• What is required
Where does the string "HashMap" occur in the records? Copy each line that holds it.

• Source information
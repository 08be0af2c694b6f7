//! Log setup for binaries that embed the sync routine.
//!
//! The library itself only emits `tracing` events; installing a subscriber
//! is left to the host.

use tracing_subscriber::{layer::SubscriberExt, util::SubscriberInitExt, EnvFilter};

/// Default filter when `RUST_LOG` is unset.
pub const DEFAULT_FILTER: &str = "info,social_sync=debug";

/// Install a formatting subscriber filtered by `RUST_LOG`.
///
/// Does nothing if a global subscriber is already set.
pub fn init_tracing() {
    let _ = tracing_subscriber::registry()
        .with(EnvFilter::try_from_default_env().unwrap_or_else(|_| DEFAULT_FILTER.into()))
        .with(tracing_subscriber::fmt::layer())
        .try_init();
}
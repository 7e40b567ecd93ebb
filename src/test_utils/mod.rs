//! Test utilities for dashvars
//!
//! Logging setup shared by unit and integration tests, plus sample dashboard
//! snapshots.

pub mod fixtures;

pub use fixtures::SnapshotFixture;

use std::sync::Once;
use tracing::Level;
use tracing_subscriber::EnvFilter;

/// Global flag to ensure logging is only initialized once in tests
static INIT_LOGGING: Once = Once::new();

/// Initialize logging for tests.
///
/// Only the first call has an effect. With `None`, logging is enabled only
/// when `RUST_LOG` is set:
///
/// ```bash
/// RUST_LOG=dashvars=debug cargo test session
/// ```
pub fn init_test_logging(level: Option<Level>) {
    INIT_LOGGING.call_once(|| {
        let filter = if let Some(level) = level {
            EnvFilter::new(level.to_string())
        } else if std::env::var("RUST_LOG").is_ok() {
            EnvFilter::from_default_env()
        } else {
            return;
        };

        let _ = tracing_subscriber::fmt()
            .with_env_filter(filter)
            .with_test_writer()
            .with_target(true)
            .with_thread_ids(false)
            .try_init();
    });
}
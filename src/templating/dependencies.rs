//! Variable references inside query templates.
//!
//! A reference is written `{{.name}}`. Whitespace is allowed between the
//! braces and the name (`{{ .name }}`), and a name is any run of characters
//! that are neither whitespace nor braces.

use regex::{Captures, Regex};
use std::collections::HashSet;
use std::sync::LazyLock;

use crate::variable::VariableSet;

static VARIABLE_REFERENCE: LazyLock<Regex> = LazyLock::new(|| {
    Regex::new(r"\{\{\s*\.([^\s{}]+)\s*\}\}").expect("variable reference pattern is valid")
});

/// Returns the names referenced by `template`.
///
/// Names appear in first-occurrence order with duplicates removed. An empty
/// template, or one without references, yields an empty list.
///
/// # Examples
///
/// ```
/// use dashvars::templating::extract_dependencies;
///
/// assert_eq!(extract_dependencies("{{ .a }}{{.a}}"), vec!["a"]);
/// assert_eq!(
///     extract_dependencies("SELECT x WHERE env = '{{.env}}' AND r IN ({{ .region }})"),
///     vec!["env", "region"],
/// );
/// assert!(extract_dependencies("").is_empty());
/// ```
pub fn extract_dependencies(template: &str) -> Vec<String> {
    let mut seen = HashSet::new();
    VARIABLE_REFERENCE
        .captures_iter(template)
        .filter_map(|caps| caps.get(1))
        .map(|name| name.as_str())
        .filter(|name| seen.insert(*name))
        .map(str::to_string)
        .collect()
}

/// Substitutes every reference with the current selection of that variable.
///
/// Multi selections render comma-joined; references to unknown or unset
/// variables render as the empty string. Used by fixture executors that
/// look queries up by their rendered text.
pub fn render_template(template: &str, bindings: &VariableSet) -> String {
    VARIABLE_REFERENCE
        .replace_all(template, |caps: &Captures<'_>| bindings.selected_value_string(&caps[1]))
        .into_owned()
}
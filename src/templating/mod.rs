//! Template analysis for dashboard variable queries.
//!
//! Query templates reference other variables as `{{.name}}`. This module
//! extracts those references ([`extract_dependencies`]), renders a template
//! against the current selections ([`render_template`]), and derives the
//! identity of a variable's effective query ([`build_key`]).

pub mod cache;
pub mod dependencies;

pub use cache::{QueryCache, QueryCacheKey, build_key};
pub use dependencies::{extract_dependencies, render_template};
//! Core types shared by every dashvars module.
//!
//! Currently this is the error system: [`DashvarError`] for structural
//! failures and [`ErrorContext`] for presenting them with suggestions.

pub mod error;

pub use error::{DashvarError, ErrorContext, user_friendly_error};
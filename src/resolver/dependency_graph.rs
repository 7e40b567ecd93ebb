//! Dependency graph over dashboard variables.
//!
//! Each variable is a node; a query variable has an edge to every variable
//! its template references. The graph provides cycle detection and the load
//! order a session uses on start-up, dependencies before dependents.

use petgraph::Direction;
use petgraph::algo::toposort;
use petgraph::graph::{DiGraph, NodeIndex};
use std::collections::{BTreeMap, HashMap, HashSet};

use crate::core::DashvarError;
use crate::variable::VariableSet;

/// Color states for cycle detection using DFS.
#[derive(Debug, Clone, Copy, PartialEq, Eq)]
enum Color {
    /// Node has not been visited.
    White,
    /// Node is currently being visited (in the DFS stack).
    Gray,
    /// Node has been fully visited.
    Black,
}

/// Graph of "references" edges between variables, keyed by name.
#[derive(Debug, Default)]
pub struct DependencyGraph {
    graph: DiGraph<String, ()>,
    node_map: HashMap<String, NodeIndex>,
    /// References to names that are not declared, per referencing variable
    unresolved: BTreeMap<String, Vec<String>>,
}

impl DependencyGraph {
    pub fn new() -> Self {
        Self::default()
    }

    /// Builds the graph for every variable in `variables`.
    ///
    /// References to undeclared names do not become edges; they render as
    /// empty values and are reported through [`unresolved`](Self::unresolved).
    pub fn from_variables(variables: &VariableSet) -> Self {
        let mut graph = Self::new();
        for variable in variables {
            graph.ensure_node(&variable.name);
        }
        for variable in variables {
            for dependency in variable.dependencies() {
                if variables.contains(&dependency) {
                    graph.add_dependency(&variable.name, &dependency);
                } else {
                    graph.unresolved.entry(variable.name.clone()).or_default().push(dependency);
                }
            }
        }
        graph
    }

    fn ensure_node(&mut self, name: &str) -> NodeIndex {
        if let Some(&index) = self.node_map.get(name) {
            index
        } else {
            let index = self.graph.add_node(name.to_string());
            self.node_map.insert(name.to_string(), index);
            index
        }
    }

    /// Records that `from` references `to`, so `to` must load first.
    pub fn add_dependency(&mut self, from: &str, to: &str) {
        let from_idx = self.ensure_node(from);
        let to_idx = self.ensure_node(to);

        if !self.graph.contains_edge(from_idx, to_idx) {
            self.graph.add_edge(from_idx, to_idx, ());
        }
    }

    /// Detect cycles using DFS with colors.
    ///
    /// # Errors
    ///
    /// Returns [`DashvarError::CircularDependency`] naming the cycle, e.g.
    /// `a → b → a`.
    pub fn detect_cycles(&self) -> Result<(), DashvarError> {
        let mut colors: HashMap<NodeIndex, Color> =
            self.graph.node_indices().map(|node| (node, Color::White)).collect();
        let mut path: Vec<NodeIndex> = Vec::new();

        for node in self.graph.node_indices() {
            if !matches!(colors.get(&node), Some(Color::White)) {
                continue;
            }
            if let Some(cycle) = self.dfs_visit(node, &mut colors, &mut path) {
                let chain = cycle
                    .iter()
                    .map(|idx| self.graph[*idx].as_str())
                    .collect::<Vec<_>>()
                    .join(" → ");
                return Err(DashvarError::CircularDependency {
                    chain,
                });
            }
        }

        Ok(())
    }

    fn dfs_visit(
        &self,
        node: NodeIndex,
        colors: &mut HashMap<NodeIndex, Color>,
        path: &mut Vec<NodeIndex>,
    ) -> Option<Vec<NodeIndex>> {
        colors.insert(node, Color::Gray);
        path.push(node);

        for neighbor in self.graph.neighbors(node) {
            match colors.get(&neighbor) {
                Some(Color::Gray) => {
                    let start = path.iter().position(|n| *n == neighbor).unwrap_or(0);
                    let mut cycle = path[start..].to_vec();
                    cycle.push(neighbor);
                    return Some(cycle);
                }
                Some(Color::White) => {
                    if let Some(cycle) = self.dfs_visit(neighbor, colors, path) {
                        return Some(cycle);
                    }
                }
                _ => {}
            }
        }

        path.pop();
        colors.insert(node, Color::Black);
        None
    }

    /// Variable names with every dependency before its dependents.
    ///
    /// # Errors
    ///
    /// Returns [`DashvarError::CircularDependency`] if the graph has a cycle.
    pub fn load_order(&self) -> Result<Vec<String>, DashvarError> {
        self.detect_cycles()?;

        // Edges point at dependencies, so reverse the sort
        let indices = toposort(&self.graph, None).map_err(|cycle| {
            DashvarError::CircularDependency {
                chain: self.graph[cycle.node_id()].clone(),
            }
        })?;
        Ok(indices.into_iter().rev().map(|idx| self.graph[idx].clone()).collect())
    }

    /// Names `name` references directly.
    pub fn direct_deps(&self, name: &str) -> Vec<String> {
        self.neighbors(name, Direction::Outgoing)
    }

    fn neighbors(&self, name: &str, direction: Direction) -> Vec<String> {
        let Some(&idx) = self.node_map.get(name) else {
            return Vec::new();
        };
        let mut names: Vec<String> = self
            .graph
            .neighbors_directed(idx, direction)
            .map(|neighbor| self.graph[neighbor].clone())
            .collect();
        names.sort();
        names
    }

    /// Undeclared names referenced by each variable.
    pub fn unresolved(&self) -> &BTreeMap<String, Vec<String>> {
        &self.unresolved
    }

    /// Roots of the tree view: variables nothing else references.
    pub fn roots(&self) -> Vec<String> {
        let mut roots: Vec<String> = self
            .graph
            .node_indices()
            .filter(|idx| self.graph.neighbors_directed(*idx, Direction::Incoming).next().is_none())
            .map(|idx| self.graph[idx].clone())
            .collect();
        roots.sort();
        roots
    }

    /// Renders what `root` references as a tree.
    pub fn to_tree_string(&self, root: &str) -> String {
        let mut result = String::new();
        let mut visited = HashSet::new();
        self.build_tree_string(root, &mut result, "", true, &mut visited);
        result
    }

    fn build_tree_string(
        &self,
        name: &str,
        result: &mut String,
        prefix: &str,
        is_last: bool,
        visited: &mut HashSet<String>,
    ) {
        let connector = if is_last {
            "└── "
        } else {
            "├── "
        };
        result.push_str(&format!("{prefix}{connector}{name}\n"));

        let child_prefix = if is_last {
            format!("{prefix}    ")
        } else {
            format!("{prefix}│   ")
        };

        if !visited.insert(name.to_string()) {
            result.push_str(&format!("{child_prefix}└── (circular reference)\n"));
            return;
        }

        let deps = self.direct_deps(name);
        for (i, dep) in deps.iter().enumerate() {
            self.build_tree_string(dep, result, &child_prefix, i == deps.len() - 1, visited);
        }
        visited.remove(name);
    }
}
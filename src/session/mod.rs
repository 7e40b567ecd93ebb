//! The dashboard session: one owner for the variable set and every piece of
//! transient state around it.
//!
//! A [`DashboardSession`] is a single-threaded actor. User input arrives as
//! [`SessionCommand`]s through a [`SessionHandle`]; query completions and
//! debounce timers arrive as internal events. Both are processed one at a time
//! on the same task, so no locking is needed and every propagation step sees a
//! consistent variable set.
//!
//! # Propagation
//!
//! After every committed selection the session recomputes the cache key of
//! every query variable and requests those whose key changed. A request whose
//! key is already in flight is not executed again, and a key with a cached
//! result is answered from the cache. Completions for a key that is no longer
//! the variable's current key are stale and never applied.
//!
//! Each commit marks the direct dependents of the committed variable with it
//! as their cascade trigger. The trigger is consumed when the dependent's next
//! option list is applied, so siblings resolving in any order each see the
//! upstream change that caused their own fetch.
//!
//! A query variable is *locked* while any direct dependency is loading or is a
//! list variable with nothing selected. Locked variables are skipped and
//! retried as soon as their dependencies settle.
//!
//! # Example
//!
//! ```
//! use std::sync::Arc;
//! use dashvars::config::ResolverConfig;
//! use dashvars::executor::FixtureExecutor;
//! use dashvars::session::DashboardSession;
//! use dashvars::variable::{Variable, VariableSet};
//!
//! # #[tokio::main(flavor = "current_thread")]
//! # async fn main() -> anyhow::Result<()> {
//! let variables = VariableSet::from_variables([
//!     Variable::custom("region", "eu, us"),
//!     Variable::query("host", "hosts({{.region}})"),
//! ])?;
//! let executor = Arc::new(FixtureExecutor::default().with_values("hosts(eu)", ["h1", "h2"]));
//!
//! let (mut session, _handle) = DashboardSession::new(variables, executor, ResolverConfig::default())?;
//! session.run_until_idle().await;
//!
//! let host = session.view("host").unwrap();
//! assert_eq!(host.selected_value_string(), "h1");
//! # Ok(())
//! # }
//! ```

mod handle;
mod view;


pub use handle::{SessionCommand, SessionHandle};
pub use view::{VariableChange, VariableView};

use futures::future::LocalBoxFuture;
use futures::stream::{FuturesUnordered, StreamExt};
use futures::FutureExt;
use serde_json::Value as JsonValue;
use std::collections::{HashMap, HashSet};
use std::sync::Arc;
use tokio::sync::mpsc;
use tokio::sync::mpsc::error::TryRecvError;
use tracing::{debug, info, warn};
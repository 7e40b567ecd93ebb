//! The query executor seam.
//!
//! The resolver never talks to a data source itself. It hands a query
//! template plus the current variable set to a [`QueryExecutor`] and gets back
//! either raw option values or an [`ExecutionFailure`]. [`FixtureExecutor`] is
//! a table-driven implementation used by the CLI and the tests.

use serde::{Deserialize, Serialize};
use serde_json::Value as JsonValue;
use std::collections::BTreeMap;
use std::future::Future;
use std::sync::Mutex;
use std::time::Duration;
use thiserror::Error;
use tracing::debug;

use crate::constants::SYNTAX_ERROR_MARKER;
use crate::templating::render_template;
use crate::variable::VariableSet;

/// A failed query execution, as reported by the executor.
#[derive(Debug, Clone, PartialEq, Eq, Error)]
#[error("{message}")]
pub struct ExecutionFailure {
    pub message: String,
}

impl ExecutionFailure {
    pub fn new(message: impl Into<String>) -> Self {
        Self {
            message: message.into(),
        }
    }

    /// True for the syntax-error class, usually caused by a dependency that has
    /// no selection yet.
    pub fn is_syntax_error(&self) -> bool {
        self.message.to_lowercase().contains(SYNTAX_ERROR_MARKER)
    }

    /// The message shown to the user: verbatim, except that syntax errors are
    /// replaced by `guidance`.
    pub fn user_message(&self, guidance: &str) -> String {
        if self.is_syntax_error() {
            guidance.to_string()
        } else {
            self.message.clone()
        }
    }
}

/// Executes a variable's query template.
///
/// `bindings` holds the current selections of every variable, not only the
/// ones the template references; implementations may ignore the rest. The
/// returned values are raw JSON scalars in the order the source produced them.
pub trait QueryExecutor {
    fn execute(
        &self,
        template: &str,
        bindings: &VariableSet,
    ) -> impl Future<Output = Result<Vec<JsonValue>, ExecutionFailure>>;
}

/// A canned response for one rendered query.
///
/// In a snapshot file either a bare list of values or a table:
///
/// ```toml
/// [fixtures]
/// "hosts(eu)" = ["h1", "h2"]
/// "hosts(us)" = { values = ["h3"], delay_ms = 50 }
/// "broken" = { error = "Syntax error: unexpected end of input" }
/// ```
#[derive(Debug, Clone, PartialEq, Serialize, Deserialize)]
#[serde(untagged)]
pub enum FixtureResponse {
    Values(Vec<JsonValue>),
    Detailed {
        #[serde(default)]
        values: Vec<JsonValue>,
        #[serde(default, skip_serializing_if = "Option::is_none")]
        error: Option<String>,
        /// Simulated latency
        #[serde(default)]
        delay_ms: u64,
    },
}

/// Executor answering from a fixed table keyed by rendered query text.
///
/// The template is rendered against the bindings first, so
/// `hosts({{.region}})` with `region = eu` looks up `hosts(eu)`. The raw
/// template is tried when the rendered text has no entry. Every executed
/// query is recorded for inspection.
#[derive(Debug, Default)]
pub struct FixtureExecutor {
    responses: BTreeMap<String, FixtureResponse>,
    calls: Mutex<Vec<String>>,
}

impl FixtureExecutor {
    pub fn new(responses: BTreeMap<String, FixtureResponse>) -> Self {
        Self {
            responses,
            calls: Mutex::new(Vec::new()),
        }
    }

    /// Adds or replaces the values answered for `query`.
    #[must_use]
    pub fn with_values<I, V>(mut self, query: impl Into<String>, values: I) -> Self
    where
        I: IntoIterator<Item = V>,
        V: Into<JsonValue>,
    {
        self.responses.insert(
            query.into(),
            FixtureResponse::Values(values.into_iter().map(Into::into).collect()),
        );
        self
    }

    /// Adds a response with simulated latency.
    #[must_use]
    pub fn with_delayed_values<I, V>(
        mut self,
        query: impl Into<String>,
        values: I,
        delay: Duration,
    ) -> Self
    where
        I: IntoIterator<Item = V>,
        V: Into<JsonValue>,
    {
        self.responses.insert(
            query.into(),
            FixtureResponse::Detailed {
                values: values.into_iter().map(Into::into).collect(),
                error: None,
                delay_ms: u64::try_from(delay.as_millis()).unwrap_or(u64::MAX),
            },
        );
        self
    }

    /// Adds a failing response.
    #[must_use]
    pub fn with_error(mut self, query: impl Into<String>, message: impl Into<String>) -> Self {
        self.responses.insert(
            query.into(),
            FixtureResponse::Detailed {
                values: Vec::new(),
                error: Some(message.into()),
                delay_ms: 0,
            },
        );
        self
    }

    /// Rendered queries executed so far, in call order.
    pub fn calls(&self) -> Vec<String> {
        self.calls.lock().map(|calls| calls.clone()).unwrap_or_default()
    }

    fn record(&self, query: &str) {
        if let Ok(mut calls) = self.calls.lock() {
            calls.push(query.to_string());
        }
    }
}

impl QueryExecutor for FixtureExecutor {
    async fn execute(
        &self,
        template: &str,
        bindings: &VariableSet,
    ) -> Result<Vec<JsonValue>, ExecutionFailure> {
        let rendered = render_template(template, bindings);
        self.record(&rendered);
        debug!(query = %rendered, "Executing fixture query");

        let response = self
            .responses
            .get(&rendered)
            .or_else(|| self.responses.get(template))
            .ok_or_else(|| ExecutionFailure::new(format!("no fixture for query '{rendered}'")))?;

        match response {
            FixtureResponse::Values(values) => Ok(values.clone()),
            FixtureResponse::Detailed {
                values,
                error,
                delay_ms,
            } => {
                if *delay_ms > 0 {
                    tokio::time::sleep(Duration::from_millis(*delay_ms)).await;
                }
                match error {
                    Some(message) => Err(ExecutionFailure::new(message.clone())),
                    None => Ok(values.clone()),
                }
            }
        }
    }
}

• Task answer
use std::collections::{BTreeMap, HashMap, HashSet};
    node_map: HashMap<String, NodeIndex>,
        let mut colors: HashMap<NodeIndex, Color> =
        colors: &mut HashMap<NodeIndex, Color>,
use std::collections::{HashMap, HashSet};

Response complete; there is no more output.